Home value growth have turned negative for the first time since several years ago.

Australian property prices have recorded the steepest fall since 2011, after seeing a 0.6% month-on-month negative growth in July.

According to CoreLogic, the recent drop in dwelling value was due to the continued dry spell seen primarily in Melbourne and Sydney.

Across capital cities, home prices fell by 2.4% over the year, with Melbourne outpacing Sydney's decline. Melbourne dwelling values were down 1.8% over the past three months, followed by Perth (-1.5%) and Sydney (-1.1%). 

"The starkest annual performance differential is in Melbourne where the top quartile has seen values fall 4.1% over the past 12 months while property values across the lower quartile are 7.5% higher," CoreLogic head of research Tim Lawless told Business Insider Australia.

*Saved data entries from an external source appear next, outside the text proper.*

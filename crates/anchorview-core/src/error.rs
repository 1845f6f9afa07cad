//! Error types

use thiserror::Error;

/// Configuration loading and validation errors
#[derive(Error, Debug)]
pub enum ConfigError {
    #[error("Failed to read configuration: {0}")]
    IoError(#[from] std::io::Error),
    #[error("Failed to parse configuration: {0}")]
    ParseError(#[from] toml::de::Error),
    #[error("Failed to serialize configuration: {0}")]
    SerializeError(#[from] toml::ser::Error),
    #[error("Invalid configuration: {0}")]
    Invalid(String),
}

/// Session failures surfaced to the user as a status message.
///
/// Neither variant is retried automatically; the user restarts the camera or
/// retries the model load.
#[derive(Error, Debug, Clone, PartialEq, Eq)]
pub enum SessionError {
    #[error("Could not start AR: {0}")]
    CameraUnavailable(String),
    #[error("Failed to load model {url}: {reason}")]
    AssetLoad { url: String, reason: String },
}

/// Errors reading a recorded tracking trace
#[derive(Error, Debug)]
pub enum TraceError {
    #[error("Failed to read trace: {0}")]
    IoError(#[from] std::io::Error),
    #[error("Malformed trace line {line}: {source}")]
    Malformed {
        line: usize,
        #[source]
        source: serde_json::Error,
    },
}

"Similarly, in Sydney, dwelling values are down 8% across the most expensive quarter of the market while the most affordable quarter of the market has seen values fall by a much lower 1.8% over the past 12 months."

For Lawless, the divergence between the top and lower end of the market shows how tighter lending standards and stamp duty concessions are affecting the prices of more expensive properties.

“The focus on high debt-to-income ratios will intuitively impact the Sydney and Melbourne housing markets more than other cities due to demonstrably high dwelling prices relative to household incomes," Lawless said.

He argued that the reversal of home prices in these two cities is starting to affect their property values, which had outperformed the national average in the past.

Meanwhile, regional home prices also fell in July, due mainly to the lacklustre performance of regional New South Wales, regional Queensland and regional Western Australia.

“While three of the seven ‘rest of state’ regions saw a fall in values over the three month period, the pace of growth across the remaining regional areas has clearly decelerated, contributing to the overall softer result," he said.

Looking ahead, Lawless noted that the strong supply pipeline might continue to put pressure on prices.